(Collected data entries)
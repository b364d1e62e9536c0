//! bootguard library exports.
//!
//! The binary is a thin CLI over these modules; integration tests drive
//! the orchestrator through them with a fake [`handoff::Platform`].

pub mod checks;
pub mod commands;
pub mod common;
pub mod config;
pub mod error;
pub mod eventlog;
pub mod handoff;
pub mod indicator;
pub mod orchestrator;
pub mod posture;
pub mod process;
pub mod recovery;
pub mod timing;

> TASK STATEMENT: Reproduce every entry exactly, with nothing added or dropped.

> SOLUTION FOR THIS TASK:
repository b364d1e62e9536c0
//! bootguard library exports.
//!
//! The binary is a thin CLI over these modules; integration tests drive
//! the orchestrator through them with a fake [`handoff::Platform`].

pub mod checks;
pub mod commands;
pub mod common;
pub mod config;
pub mod error;
pub mod eventlog;
pub mod handoff;
pub mod indicator;
pub mod orchestrator;
pub mod posture;
pub mod process;
pub mod recovery;
pub mod timing;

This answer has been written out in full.